(Excerpts from a dataset)
* * * * * * * * *

use serde::{Deserialize, Serialize};
use std::fmt;
use std::path::Path;

/// A position in native source, as reported by the front-end.
#[derive(Debug, Clone, Default, PartialEq, Eq, Hash, Serialize, Deserialize)]
pub struct SourceLocation {
    #[serde(default)]
    pub file: Option<String>,
    #[serde(default)]
    pub line: u32,
    #[serde(default)]
    pub column: u32,
}

impl SourceLocation {
    pub fn new(file: impl Into<String>, line: u32, column: u32) -> Self {
        Self {
            file: Some(file.into()),
            line,
            column,
        }
    }

    /// File name without directory or extension, or `"unknown"`.
    pub fn file_stem(&self) -> &str {
        self.file
            .as_deref()
            .and_then(|f| Path::new(f).file_stem())
            .and_then(|s| s.to_str())
            .unwrap_or("unknown")
    }
}

impl fmt::Display for SourceLocation {
    fn fmt(&self, f: &mut fmt::Formatter<'_>) -> fmt::Result {
        match &self.file {
            Some(file) => write!(f, "{}:{}:{}", file, self.line, self.column),
            None => write!(f, "<unknown>:{}:{}", self.line, self.column),
        }
    }
}

/// A value paired with the location it came from.
#[derive(Debug, Clone, PartialEq, Eq)]
pub struct Spanned<T> {
    pub node: T,
    pub location: SourceLocation,
}

impl<T> Spanned<T> {
    pub fn new(node: T, location: SourceLocation) -> Self {
        Self { node, location }
    }

    pub fn map<U>(self, f: impl FnOnce(T) -> U) -> Spanned<U> {
        Spanned {
            node: f(self.node),
            location: self.location,
        }
    }
}
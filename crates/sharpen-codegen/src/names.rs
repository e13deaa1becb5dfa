//! C# identifier and literal spelling.

/// C# reserved keywords; identifiers colliding with them get an `@` prefix.
const CSHARP_KEYWORDS: &[&str] = &[
    "abstract", "as", "base", "bool", "break", "byte", "case", "catch", "char",
    "checked", "class", "const", "continue", "decimal", "default", "delegate",
    "do", "double", "else", "enum", "event", "explicit", "extern", "false",
    "finally", "fixed", "float", "for", "foreach", "goto", "if", "implicit",
    "in", "int", "interface", "internal", "is", "lock", "long", "namespace",
    "new", "null", "object", "operator", "out", "override", "params",
    "private", "protected", "public", "readonly", "ref", "return", "sbyte",
    "sealed", "short", "sizeof", "stackalloc", "static", "string", "struct",
    "switch", "this", "throw", "true", "try", "typeof", "uint", "ulong",
    "unchecked", "unsafe", "ushort", "using", "virtual", "void", "volatile",
    "while",
];

/// Escape a native identifier so it is a valid C# identifier.
pub fn escape_identifier(name: &str) -> String {
    if is_operator_name(name) {
        return operator_name(name);
    }
    if CSHARP_KEYWORDS.contains(&name) {
        format!("@{}", name)
    } else {
        name.to_string()
    }
}

/// `operator==`, `operator int`; not `operatorCount`.
fn is_operator_name(name: &str) -> bool {
    match name.strip_prefix("operator").and_then(|rest| rest.chars().next()) {
        Some(next) => !(next.is_alphanumeric() || next == '_'),
        None => false,
    }
}

/// Overloaded operators become named methods.
fn operator_name(name: &str) -> String {
    let symbol = name["operator".len()..].trim();
    let mapped = match symbol {
        "=" => "Assign",
        "==" => "Equals",
        "!=" => "NotEquals",
        "<" => "LessThan",
        "<=" => "LessThanOrEqual",
        ">" => "GreaterThan",
        ">=" => "GreaterThanOrEqual",
        "+" => "Add",
        "-" => "Subtract",
        "*" => "Multiply",
        "/" => "Divide",
        "%" => "Modulus",
        "[]" => "Subscript",
        "()" => "Call",
        "+=" => "AddAssign",
        "-=" => "SubtractAssign",
        "!" => "Not",
        "~" => "OnesComplement",
        "++" => "Increment",
        "--" => "Decrement",
        "<<" => "LeftShift",
        ">>" => "RightShift",
        _ => {
            let cleaned: String = symbol
                .chars()
                .map(|c| if c.is_ascii_alphanumeric() { c } else { '_' })
                .collect();
            let cleaned = cleaned.trim_matches('_');
            if cleaned.is_empty() {
                return "op_Operator".to_string();
            }
            return format!("op_{}", cleaned);
        }
    };
    format!("op_{}", mapped)
}

/// Spell `value` as a C# regular string literal, quotes included.
pub fn string_literal(value: &str) -> String {
    let mut out = String::with_capacity(value.len() + 2);
    out.push('"');
    for ch in value.chars() {
        match ch {
            '"' => out.push_str("\\\""),
            '\\' => out.push_str("\\\\"),
            '\n' => out.push_str("\\n"),
            '\r' => out.push_str("\\r"),
            '\t' => out.push_str("\\t"),
            '\0' => out.push_str("\\0"),
            c if (c as u32) < 0x20 => out.push_str(&format!("\\u{:04X}", c as u32)),
            c => out.push(c),
        }
    }
    out.push('"');
    out
}

/// Spell a code point as a C# character literal, quotes included.
pub fn char_literal(value: u32) -> String {
    match char::from_u32(value) {
        Some('\'') => "'\\''".to_string(),
        Some('\\') => "'\\\\'".to_string(),
        Some('\n') => "'\\n'".to_string(),
        Some('\r') => "'\\r'".to_string(),
        Some('\t') => "'\\t'".to_string(),
        Some('\0') => "'\\0'".to_string(),
        Some(c) if c.is_ascii_graphic() || c == ' ' => format!("'{}'", c),
        _ => format!("'\\u{:04X}'", value & 0xFFFF),
    }
}

#[cfg(test)]
mod tests {
    use super::*;

    #[test]
    fn test_keywords_are_escaped() {
        assert_eq!(escape_identifier("value"), "value");
        assert_eq!(escape_identifier("base"), "@base");
        assert_eq!(escape_identifier("string"), "@string");
    }

    #[test]
    fn test_operator_names() {
        assert_eq!(escape_identifier("operator=="), "op_Equals");
        assert_eq!(escape_identifier("operator[]"), "op_Subscript");
        assert_eq!(escape_identifier("operator<<"), "op_LeftShift");
        assert_eq!(escape_identifier("operator->*"), "op_Operator");
        assert_eq!(escape_identifier("operator"), "@operator");
        assert_eq!(escape_identifier("operator bool"), "op_bool");
    }

    #[test]
    fn test_identifiers_starting_with_operator_are_kept() {
        assert_eq!(escape_identifier("operatorCount"), "operatorCount");
        assert_eq!(escape_identifier("operator_table"), "operator_table");
        assert_eq!(escape_identifier("operators"), "operators");
    }

    #[test]
    fn test_string_literal_escapes() {
        assert_eq!(string_literal("This is obsolete."), "\"This is obsolete.\"");
        assert_eq!(string_literal("a \"b\"\n"), "\"a \\\"b\\\"\\n\"");
    }

    #[test]
    fn test_char_literal() {
        assert_eq!(char_literal('a' as u32), "'a'");
        assert_eq!(char_literal('\'' as u32), "'\\''");
        assert_eq!(char_literal(7), "'\\u0007'");
    }
}
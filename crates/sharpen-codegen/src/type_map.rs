//! Native type to C# type mapping.
//!
//! The mapper is a pure function of the type, the position it is used in
//! and the record scope the reference is written from. It never consults
//! emission state, so the same native type always yields the same C# type.

use crate::error::{EmitError, EmitResult};
use crate::symbols::SymbolTable;
use sharpen_clang::{
    BuiltinKind, CallingConvention, DeclId, DeclKind, TranslationUnit, TypeId, TypeKind,
};
use sharpen_common::SourceLocation;

/// Where a type is being written.
#[derive(Debug, Clone, Copy, PartialEq, Eq)]
pub enum Usage {
    Field,
    Parameter,
    Return,
    Local,
    Global,
    /// Target of a cast expression.
    Cast,
    /// Behind a pointer or reference.
    Pointee,
}

#[derive(Debug, Clone, PartialEq, Eq)]
pub struct MappedType {
    /// C# spelling.
    pub name: String,
    /// Native spelling, kept for `NativeTypeName`.
    pub native: String,
    /// Pointers, function pointers and fixed buffers need an unsafe context.
    pub needs_unsafe: bool,
}

impl MappedType {
    /// The native spelling when it says more than the C# name does.
    pub fn native_type_name(&self) -> Option<&str> {
        if normalize(&self.native) == normalize(&self.name) {
            None
        } else {
            Some(&self.native)
        }
    }

    pub fn is_void(&self) -> bool {
        self.name == "void"
    }
}

/// Drops whitespace and elaborated-type keywords.
fn normalize(spelling: &str) -> String {
    spelling
        .split_whitespace()
        .filter(|token| !matches!(*token, "struct" | "union" | "enum" | "class"))
        .collect::<Vec<_>>()
        .concat()
}

/// Integer classification of a C# primitive, used to decide whether a
/// conversion is implicit in C#.
#[derive(Debug, Clone, Copy, PartialEq, Eq)]
pub struct IntegerInfo {
    pub signed: bool,
    /// Relative width; native-sized integers sit between 4 and 8 bytes.
    pub rank: u8,
}

impl IntegerInfo {
    pub fn of(name: &str) -> Option<Self> {
        let (signed, rank) = match name {
            "sbyte" => (true, 1),
            "byte" => (false, 1),
            "short" => (true, 2),
            "ushort" | "char" => (false, 2),
            "int" => (true, 4),
            "uint" => (false, 4),
            "nint" => (true, 6),
            "nuint" => (false, 6),
            "long" => (true, 8),
            "ulong" => (false, 8),
            _ => return None,
        };
        Some(Self { signed, rank })
    }

    /// Bits of storage, with native-sized integers taken as 64-bit.
    pub fn bits(self) -> u32 {
        match self.rank {
            6 => 64,
            rank => rank as u32 * 8,
        }
    }
}

/// Whether C# converts `from` to `to` without a cast.
pub fn is_implicit_integer_conversion(from: &str, to: &str) -> bool {
    if from == to {
        return true;
    }
    if to == "char" {
        return false;
    }
    let (Some(source), Some(target)) = (IntegerInfo::of(from), IntegerInfo::of(to)) else {
        return false;
    };
    if from == "char" {
        return target.rank >= 4;
    }
    if (from == "uint" && to == "nint") || (from == "nuint" && target.signed) {
        return false;
    }
    if source.signed == target.signed {
        target.rank >= source.rank
    } else {
        !source.signed && target.rank > source.rank
    }
}

/// Element types a C# `fixed` buffer may hold.
pub fn is_fixed_buffer_element(name: &str) -> bool {
    matches!(
        name,
        "bool"
            | "byte"
            | "char"
            | "short"
            | "int"
            | "long"
            | "sbyte"
            | "ushort"
            | "uint"
            | "ulong"
            | "float"
            | "double"
    )
}

/// Convention name inside `delegate* unmanaged[...]`.
pub fn unmanaged_convention(convention: Option<CallingConvention>) -> Option<&'static str> {
    match convention? {
        CallingConvention::C => Some("Cdecl"),
        CallingConvention::StdCall => Some("Stdcall"),
        CallingConvention::FastCall => Some("Fastcall"),
        CallingConvention::ThisCall => Some("Thiscall"),
        _ => None,
    }
}

/// `CallingConvention` member used by `[DllImport]`.
pub fn dllimport_convention(convention: Option<CallingConvention>) -> Option<&'static str> {
    match convention? {
        CallingConvention::C => Some("Cdecl"),
        CallingConvention::StdCall => Some("StdCall"),
        CallingConvention::FastCall => Some("FastCall"),
        CallingConvention::ThisCall => Some("ThisCall"),
        _ => None,
    }
}

pub struct TypeMapper<'a> {
    unit: &'a TranslationUnit,
    symbols: &'a SymbolTable,
}

impl<'a> TypeMapper<'a> {
    pub fn new(unit: &'a TranslationUnit, symbols: &'a SymbolTable) -> Self {
        Self { unit, symbols }
    }

    /// Map `ty` as written at `usage`, from inside record `scope` (if any).
    pub fn map(
        &self,
        ty: TypeId,
        usage: Usage,
        scope: Option<DeclId>,
        location: &SourceLocation,
    ) -> EmitResult<MappedType> {
        let (name, needs_unsafe) = self.managed(ty, usage, scope, location)?;
        Ok(MappedType {
            name,
            native: self.native_spelling(ty),
            needs_unsafe,
        })
    }

    /// Native spelling, with unnamed records spelled by provenance.
    pub fn native_spelling(&self, ty: TypeId) -> String {
        let native = self.unit.ty(ty);
        match native.kind {
            TypeKind::Record { decl } | TypeKind::Enum { decl }
                if self.unit.decl(decl).name.is_empty()
                    && self.symbols.naming_typedef(decl).is_none() =>
            {
                SymbolTable::anonymous_native_name(self.unit, decl)
            }
            _ => native.spelling.clone(),
        }
    }

    /// Name of a record or enum as written from `scope`: qualified by the
    /// enclosing records that `scope` is not already inside of.
    pub fn qualified_name(&self, decl: DeclId, scope: Option<DeclId>) -> String {
        let decl = self.symbols.definition(decl);
        let target = self.record_chain(Some(decl));
        let current = self.record_chain(scope);
        let common = target
            .iter()
            .zip(current.iter())
            .take_while(|(a, b)| a == b)
            .count()
            .min(target.len().saturating_sub(1));
        target[common..]
            .iter()
            .map(|id| self.symbols.name(*id))
            .collect::<Vec<_>>()
            .join(".")
    }

    /// `decl` and its enclosing records, outermost first.
    fn record_chain(&self, decl: Option<DeclId>) -> Vec<DeclId> {
        let mut chain = Vec::new();
        let mut current = decl;
        while let Some(id) = current {
            let d = self.unit.decl(id);
            if matches!(d.kind, DeclKind::Record { .. } | DeclKind::Enum { .. }) {
                chain.push(id);
            }
            current = d.parent;
        }
        chain.reverse();
        chain
    }

    fn managed(
        &self,
        ty: TypeId,
        usage: Usage,
        scope: Option<DeclId>,
        location: &SourceLocation,
    ) -> EmitResult<(String, bool)> {
        let native = self.unit.ty(ty);
        match &native.kind {
            TypeKind::Builtin(kind) => {
                let size = native.builtin_size().unwrap_or_else(|| kind.default_size());
                builtin_name(*kind, size)
                    .map(|name| (name.to_string(), *kind == BuiltinKind::NullPtr))
                    .ok_or_else(|| {
                        EmitError::unsupported(
                            "type",
                            location,
                            format!("`{}` has no exact C# counterpart", native.spelling),
                        )
                    })
            }
            TypeKind::Pointer { pointee } | TypeKind::LValueReference { referent: pointee }
            | TypeKind::RValueReference { referent: pointee } => {
                if matches!(
                    self.unit.ty(self.unit.canonical(*pointee)).kind,
                    TypeKind::FunctionProto { .. }
                ) {
                    return self.function_pointer(self.unit.canonical(*pointee), scope, location);
                }
                let (inner, _) = self.managed(*pointee, Usage::Pointee, scope, location)?;
                Ok((format!("{}*", inner), true))
            }
            TypeKind::ConstantArray { element, .. } | TypeKind::IncompleteArray { element } => {
                let (inner, needs_unsafe) = self.managed(*element, Usage::Pointee, scope, location)?;
                let incomplete = matches!(native.kind, TypeKind::IncompleteArray { .. });
                match usage {
                    Usage::Local | Usage::Global | Usage::Field if !incomplete => {
                        if matches!(
                            self.unit.ty(self.unit.canonical(*element)).kind,
                            TypeKind::ConstantArray { .. } | TypeKind::IncompleteArray { .. }
                        ) {
                            return Err(EmitError::unsupported(
                                "type",
                                location,
                                "multi-dimensional arrays are not supported",
                            ));
                        }
                        Ok((format!("{}[]", inner), needs_unsafe))
                    }
                    _ => Ok((format!("{}*", inner), true)),
                }
            }
            TypeKind::FunctionProto { .. } => match usage {
                Usage::Parameter | Usage::Pointee => self.function_pointer(ty, scope, location),
                _ => Err(EmitError::unsupported(
                    "type",
                    location,
                    "function types are only usable through pointers",
                )),
            },
            TypeKind::Record { decl } | TypeKind::Enum { decl } => {
                Ok((self.qualified_name(*decl, scope), false))
            }
            TypeKind::Typedef { decl, underlying } => {
                match self.unit.decl(*decl).name.as_str() {
                    "size_t" | "uintptr_t" => Ok(("nuint".to_string(), false)),
                    "ptrdiff_t" | "intptr_t" | "ssize_t" => Ok(("nint".to_string(), false)),
                    _ => self.managed(*underlying, usage, scope, location),
                }
            }
            TypeKind::TemplateSpecialization { template, canonical } => match canonical {
                Some(canonical) => self.managed(*canonical, usage, scope, location),
                None => Err(EmitError::unsupported(
                    "type",
                    location,
                    format!("template specialization `{}` was not instantiated", template),
                )),
            },
            TypeKind::Unexposed => Err(EmitError::unsupported(
                "type",
                location,
                format!("`{}` could not be resolved", native.spelling),
            )),
        }
    }

    fn function_pointer(
        &self,
        proto: TypeId,
        scope: Option<DeclId>,
        location: &SourceLocation,
    ) -> EmitResult<(String, bool)> {
        let TypeKind::FunctionProto {
            return_type,
            params,
            is_variadic,
            calling_convention,
        } = &self.unit.ty(proto).kind
        else {
            return Err(EmitError::malformed(
                "type",
                location,
                "function pointer does not point at a prototype",
            ));
        };
        if *is_variadic {
            return Err(EmitError::unsupported(
                "function pointer",
                location,
                "variadic function pointers have no unmanaged equivalent",
            ));
        }
        let convention = unmanaged_convention(*calling_convention).ok_or_else(|| {
            EmitError::unsupported(
                "function pointer",
                location,
                format!(
                    "calling convention {:?} cannot be expressed",
                    calling_convention
                ),
            )
        })?;

        let mut parts = Vec::with_capacity(params.len() + 1);
        for param in params {
            parts.push(self.managed(*param, Usage::Parameter, scope, location)?.0);
        }
        parts.push(self.managed(*return_type, Usage::Return, scope, location)?.0);
        Ok((
            format!("delegate* unmanaged[{}]<{}>", convention, parts.join(", ")),
            true,
        ))
    }
}

/// C# primitive for a builtin of `size` bytes.
pub fn builtin_name(kind: BuiltinKind, size: u64) -> Option<&'static str> {
    let name = match kind {
        BuiltinKind::Void => "void",
        BuiltinKind::Bool => "bool",
        BuiltinKind::Float => "float",
        BuiltinKind::Double => "double",
        BuiltinKind::LongDouble if size == 8 => "double",
        BuiltinKind::LongDouble | BuiltinKind::Half => return None,
        BuiltinKind::Int128 | BuiltinKind::UInt128 => return None,
        BuiltinKind::NullPtr => "void*",
        BuiltinKind::Char16 => "char",
        BuiltinKind::WChar if size == 2 => "char",
        _ if kind.is_signed_integer() => match size {
            1 => "sbyte",
            2 => "short",
            4 => "int",
            8 => "long",
            _ => return None,
        },
        _ => match size {
            1 => "byte",
            2 => "ushort",
            4 => "uint",
            8 => "ulong",
            _ => return None,
        },
    };
    Some(name)
}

* * * * * * * * *

◆ Problem:
Check each line of the entries for the string "cleaned". Copy the lines that have it.

◆ Output for this exercise:
            let cleaned: String = symbol
            let cleaned = cleaned.trim_matches('_');
            if cleaned.is_empty() {
            return format!("op_{}", cleaned);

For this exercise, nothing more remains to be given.